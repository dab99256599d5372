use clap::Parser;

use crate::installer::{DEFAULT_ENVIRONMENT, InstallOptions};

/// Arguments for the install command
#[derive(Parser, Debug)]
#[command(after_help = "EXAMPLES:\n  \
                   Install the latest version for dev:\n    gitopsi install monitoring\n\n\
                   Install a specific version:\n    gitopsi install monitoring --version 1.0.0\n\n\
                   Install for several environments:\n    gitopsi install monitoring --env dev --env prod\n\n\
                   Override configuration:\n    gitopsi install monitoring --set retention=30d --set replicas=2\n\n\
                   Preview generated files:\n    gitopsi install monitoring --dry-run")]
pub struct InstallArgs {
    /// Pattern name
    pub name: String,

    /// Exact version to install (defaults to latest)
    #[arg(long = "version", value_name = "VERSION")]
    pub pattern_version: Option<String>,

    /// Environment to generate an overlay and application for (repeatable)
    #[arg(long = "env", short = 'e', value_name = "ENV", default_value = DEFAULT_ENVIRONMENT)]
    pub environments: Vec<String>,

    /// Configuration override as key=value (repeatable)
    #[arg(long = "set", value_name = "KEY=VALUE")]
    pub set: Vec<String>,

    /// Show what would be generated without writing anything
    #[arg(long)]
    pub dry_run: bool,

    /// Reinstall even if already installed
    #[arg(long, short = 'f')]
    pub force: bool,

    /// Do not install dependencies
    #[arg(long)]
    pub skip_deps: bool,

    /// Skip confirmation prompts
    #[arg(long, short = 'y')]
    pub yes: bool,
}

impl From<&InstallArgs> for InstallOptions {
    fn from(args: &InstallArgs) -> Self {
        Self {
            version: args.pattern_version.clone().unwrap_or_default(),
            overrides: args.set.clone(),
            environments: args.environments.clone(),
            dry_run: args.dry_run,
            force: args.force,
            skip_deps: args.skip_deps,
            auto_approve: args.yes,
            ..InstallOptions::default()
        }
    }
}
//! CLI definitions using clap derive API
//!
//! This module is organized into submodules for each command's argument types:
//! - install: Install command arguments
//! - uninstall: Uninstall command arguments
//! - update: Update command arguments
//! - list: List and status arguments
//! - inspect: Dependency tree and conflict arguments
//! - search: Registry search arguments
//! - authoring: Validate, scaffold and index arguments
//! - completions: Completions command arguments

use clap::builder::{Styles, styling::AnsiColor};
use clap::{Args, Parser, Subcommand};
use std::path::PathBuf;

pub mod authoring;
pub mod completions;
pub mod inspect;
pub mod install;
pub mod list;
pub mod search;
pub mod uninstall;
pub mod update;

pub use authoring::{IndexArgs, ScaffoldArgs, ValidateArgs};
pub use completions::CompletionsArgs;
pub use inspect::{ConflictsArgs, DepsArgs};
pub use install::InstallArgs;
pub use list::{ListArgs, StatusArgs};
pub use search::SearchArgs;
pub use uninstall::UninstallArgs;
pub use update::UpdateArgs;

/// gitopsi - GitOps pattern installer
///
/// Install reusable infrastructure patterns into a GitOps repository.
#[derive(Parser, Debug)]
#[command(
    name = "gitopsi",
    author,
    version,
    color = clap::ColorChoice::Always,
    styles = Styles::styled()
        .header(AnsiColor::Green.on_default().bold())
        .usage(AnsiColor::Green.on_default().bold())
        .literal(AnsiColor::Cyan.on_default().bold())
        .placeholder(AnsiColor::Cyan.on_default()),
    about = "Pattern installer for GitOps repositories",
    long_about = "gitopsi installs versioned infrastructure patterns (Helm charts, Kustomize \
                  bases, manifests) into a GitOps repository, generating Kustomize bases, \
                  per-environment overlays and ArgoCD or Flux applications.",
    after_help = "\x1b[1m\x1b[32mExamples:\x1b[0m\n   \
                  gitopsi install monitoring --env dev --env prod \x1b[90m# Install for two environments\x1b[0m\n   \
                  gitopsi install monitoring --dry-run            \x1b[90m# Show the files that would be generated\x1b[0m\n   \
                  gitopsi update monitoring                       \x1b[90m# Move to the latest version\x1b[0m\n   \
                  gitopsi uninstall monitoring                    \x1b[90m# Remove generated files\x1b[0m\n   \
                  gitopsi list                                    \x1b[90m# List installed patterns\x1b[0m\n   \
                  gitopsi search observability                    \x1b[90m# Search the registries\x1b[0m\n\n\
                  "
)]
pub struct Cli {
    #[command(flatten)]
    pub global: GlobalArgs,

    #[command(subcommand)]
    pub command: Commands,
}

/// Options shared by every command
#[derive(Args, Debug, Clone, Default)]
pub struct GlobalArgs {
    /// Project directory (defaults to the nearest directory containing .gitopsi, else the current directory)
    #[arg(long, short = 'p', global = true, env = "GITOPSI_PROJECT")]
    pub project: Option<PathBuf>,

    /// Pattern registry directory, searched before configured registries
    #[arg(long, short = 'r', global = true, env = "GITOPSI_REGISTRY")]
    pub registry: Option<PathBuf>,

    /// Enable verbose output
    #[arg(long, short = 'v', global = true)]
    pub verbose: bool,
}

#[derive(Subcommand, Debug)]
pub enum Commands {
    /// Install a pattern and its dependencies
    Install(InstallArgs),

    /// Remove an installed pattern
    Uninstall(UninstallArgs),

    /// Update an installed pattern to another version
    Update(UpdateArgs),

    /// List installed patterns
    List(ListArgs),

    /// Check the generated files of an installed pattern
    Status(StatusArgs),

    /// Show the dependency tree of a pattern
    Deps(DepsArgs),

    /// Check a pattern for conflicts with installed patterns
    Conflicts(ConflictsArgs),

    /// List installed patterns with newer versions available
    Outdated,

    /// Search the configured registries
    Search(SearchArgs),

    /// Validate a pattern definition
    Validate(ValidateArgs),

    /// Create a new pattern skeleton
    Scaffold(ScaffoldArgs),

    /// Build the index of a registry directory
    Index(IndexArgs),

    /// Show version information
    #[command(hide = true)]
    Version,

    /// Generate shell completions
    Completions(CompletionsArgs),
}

·····

The task>
Your task is to transcribe the listing above in full and exactly.

Reply>
repository dab99256599d5372
use clap::Parser;

use crate::installer::{DEFAULT_ENVIRONMENT, InstallOptions};

/// Arguments for the install command
#[derive(Parser, Debug)]
#[command(after_help = "EXAMPLES:\n  \
                   Install the latest version for dev:\n    gitopsi install monitoring\n\n\
                   Install a specific version:\n    gitopsi install monitoring --version 1.0.0\n\n\
                   Install for several environments:\n    gitopsi install monitoring --env dev --env prod\n\n\
                   Override configuration:\n    gitopsi install monitoring --set retention=30d --set replicas=2\n\n\
                   Preview generated files:\n    gitopsi install monitoring --dry-run")]
pub struct InstallArgs {
    /// Pattern name
    pub name: String,

    /// Exact version to install (defaults to latest)
    #[arg(long = "version", value_name = "VERSION")]
    pub pattern_version: Option<String>,

    /// Environment to generate an overlay and application for (repeatable)
    #[arg(long = "env", short = 'e', value_name = "ENV", default_value = DEFAULT_ENVIRONMENT)]
    pub environments: Vec<String>,

    /// Configuration override as key=value (repeatable)
    #[arg(long = "set", value_name = "KEY=VALUE")]
    pub set: Vec<String>,

    /// Show what would be generated without writing anything
    #[arg(long)]
    pub dry_run: bool,

    /// Reinstall even if already installed
    #[arg(long, short = 'f')]
    pub force: bool,

    /// Do not install dependencies
    #[arg(long)]
    pub skip_deps: bool,

    /// Skip confirmation prompts
    #[arg(long, short = 'y')]
    pub yes: bool,
}

impl From<&InstallArgs> for InstallOptions {
    fn from(args: &InstallArgs) -> Self {
        Self {
            version: args.pattern_version.clone().unwrap_or_default(),
            overrides: args.set.clone(),
            environments: args.environments.clone(),
            dry_run: args.dry_run,
            force: args.force,
            skip_deps: args.skip_deps,
            auto_approve: args.yes,
            ..InstallOptions::default()
        }
    }
}
//! CLI definitions using clap derive API
//!
//! This module is organized into submodules for each command's argument types:
//! - install: Install command arguments
//! - uninstall: Uninstall command arguments
//! - update: Update command arguments
//! - list: List and status arguments
//! - inspect: Dependency tree and conflict arguments
//! - search: Registry search arguments
//! - authoring: Validate, scaffold and index arguments
//! - completions: Completions command arguments

use clap::builder::{Styles, styling::AnsiColor};
use clap::{Args, Parser, Subcommand};
use std::path::PathBuf;

pub mod authoring;
pub mod completions;
pub mod inspect;
pub mod install;
pub mod list;
pub mod search;
pub mod uninstall;
pub mod update;

pub use authoring::{IndexArgs, ScaffoldArgs, ValidateArgs};
pub use completions::CompletionsArgs;
pub use inspect::{ConflictsArgs, DepsArgs};
pub use install::InstallArgs;
pub use list::{ListArgs, StatusArgs};
pub use search::SearchArgs;
pub use uninstall::UninstallArgs;
pub use update::UpdateArgs;

/// gitopsi - GitOps pattern installer
///
/// Install reusable infrastructure patterns into a GitOps repository.
#[derive(Parser, Debug)]
#[command(
    name = "gitopsi",
    author,
    version,
    color = clap::ColorChoice::Always,
    styles = Styles::styled()
        .header(AnsiColor::Green.on_default().bold())
        .usage(AnsiColor::Green.on_default().bold())
        .literal(AnsiColor::Cyan.on_default().bold())
        .placeholder(AnsiColor::Cyan.on_default()),
    about = "Pattern installer for GitOps repositories",
    long_about = "gitopsi installs versioned infrastructure patterns (Helm charts, Kustomize \
                  bases, manifests) into a GitOps repository, generating Kustomize bases, \
                  per-environment overlays and ArgoCD or Flux applications.",
    after_help = "\x1b[1m\x1b[32mExamples:\x1b[0m\n   \
                  gitopsi install monitoring --env dev --env prod \x1b[90m# Install for two environments\x1b[0m\n   \
                  gitopsi install monitoring --dry-run            \x1b[90m# Show the files that would be generated\x1b[0m\n   \
                  gitopsi update monitoring                       \x1b[90m# Move to the latest version\x1b[0m\n   \
                  gitopsi uninstall monitoring                    \x1b[90m# Remove generated files\x1b[0m\n   \
                  gitopsi list                                    \x1b[90m# List installed patterns\x1b[0m\n   \
                  gitopsi search observability                    \x1b[90m# Search the registries\x1b[0m\n\n\
                  "
)]
pub struct Cli {
    #[command(flatten)]
    pub global: GlobalArgs,

    #[command(subcommand)]
    pub command: Commands,
}

/// Options shared by every command
#[derive(Args, Debug, Clone, Default)]
pub struct GlobalArgs {
    /// Project directory (defaults to the nearest directory containing .gitopsi, else the current directory)
    #[arg(long, short = 'p', global = true, env = "GITOPSI_PROJECT")]
    pub project: Option<PathBuf>,

    /// Pattern registry directory, searched before configured registries
    #[arg(long, short = 'r', global = true, env = "GITOPSI_REGISTRY")]
    pub registry: Option<PathBuf>,

    /// Enable verbose output
    #[arg(long, short = 'v', global = true)]
    pub verbose: bool,
}

#[derive(Subcommand, Debug)]
pub enum Commands {
    /// Install a pattern and its dependencies
    Install(InstallArgs),

    /// Remove an installed pattern
    Uninstall(UninstallArgs),

    /// Update an installed pattern to another version
    Update(UpdateArgs),

    /// List installed patterns
    List(ListArgs),

    /// Check the generated files of an installed pattern
    Status(StatusArgs),

    /// Show the dependency tree of a pattern
    Deps(DepsArgs),

    /// Check a pattern for conflicts with installed patterns
    Conflicts(ConflictsArgs),

    /// List installed patterns with newer versions available
    Outdated,

    /// Search the configured registries
    Search(SearchArgs),

    /// Validate a pattern definition
    Validate(ValidateArgs),

    /// Create a new pattern skeleton
    Scaffold(ScaffoldArgs),

    /// Build the index of a registry directory
    Index(IndexArgs),

    /// Show version information
    #[command(hide = true)]
    Version,

    /// Generate shell completions
    Completions(CompletionsArgs),
}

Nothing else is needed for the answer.